## [WHAT THIS TASK INVOLVES]
Which lines in the records below contain the word "static"? Report each of them.

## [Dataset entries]
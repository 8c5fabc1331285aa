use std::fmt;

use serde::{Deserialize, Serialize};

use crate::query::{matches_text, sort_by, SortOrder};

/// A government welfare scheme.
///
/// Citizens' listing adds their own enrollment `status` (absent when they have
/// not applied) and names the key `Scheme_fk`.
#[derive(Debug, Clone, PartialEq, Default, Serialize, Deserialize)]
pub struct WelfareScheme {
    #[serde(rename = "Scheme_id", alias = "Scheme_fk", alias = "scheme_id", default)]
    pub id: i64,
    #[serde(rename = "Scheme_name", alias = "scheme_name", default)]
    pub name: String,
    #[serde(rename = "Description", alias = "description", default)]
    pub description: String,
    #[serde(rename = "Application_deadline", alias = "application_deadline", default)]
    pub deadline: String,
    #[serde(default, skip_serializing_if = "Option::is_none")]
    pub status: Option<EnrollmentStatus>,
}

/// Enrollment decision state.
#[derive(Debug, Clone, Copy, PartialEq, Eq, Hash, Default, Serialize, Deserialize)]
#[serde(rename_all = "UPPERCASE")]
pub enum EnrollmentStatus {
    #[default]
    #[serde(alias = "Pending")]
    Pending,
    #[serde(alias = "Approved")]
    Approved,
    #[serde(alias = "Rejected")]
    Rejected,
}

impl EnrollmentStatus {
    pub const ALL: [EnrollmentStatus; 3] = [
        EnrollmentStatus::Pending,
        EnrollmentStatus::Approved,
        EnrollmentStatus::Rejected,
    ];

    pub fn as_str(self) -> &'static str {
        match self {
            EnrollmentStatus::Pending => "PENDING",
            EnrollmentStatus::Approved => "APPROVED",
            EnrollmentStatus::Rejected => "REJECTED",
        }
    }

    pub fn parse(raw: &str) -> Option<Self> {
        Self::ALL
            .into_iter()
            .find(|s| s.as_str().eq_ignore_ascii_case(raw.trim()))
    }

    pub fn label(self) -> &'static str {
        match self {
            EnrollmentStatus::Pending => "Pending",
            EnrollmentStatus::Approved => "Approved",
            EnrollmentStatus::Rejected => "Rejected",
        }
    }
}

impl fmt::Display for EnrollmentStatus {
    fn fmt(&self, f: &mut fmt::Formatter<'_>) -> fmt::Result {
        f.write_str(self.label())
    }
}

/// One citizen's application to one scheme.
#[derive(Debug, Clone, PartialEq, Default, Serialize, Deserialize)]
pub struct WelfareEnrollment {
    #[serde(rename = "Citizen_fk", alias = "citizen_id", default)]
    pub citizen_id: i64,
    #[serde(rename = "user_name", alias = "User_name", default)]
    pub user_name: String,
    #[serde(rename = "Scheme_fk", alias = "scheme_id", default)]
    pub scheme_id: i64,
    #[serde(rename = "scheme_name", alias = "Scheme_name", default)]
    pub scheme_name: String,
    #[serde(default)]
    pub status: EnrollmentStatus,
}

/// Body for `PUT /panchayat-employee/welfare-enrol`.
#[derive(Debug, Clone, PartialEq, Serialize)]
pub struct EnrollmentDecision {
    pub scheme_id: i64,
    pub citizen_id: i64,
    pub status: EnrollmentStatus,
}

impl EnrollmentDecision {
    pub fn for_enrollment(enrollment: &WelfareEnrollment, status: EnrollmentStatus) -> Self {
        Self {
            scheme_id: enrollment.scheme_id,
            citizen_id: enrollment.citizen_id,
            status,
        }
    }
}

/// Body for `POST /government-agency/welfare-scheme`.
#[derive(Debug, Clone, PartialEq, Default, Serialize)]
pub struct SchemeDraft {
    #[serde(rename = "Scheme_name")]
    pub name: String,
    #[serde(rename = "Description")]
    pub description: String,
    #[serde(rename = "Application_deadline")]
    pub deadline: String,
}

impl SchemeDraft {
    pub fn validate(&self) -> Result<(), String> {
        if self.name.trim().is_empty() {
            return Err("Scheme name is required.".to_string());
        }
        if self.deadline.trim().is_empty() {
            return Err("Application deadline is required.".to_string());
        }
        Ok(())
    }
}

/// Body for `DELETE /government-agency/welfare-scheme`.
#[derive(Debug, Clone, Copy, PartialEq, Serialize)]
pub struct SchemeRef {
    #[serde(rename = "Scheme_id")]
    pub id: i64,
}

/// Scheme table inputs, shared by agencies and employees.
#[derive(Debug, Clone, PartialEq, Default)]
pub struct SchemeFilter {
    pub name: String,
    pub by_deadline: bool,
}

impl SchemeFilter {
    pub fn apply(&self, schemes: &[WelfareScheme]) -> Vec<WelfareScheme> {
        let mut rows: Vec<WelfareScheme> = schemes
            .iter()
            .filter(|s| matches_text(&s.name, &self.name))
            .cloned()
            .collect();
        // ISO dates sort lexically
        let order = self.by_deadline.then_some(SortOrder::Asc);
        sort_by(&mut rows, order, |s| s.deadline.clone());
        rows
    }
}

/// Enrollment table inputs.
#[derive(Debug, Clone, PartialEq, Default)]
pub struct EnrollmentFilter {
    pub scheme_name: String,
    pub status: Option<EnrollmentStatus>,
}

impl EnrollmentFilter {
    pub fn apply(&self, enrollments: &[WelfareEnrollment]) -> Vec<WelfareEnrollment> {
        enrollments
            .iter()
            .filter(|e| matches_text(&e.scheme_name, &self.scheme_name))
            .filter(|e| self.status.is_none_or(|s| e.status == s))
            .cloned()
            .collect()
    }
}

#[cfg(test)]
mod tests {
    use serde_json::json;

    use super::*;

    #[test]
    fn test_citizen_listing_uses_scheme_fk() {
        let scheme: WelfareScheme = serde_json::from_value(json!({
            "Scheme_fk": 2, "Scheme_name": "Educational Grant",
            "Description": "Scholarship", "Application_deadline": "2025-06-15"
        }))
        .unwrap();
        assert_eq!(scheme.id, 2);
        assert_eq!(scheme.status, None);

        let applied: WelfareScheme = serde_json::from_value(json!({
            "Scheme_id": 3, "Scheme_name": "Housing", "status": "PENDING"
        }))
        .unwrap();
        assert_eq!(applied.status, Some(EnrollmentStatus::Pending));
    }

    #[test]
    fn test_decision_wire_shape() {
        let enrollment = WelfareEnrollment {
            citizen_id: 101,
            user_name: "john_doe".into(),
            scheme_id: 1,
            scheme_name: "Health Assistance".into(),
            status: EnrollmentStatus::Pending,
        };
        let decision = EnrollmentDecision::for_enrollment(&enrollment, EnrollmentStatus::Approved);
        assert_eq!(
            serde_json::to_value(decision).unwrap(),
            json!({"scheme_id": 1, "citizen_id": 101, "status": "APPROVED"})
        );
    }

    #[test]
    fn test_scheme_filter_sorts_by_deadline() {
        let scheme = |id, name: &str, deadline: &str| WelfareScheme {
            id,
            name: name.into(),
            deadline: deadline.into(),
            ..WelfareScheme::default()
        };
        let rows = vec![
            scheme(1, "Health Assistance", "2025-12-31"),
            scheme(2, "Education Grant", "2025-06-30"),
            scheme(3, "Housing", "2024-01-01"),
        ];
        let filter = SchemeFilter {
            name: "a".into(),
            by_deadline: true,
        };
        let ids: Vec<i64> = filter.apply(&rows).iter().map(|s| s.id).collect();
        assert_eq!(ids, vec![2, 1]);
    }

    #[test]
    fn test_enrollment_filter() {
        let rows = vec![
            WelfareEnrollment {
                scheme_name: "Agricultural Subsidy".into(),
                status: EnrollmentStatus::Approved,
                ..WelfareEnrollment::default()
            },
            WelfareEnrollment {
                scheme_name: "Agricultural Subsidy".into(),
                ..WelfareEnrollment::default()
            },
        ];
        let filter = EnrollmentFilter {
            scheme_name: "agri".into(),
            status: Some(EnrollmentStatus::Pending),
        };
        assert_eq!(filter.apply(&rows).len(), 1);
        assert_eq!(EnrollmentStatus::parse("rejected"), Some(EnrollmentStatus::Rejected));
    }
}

## [EXPECTED ANSWER]
    pub fn as_str(self) -> &'static str {
    pub fn label(self) -> &'static str {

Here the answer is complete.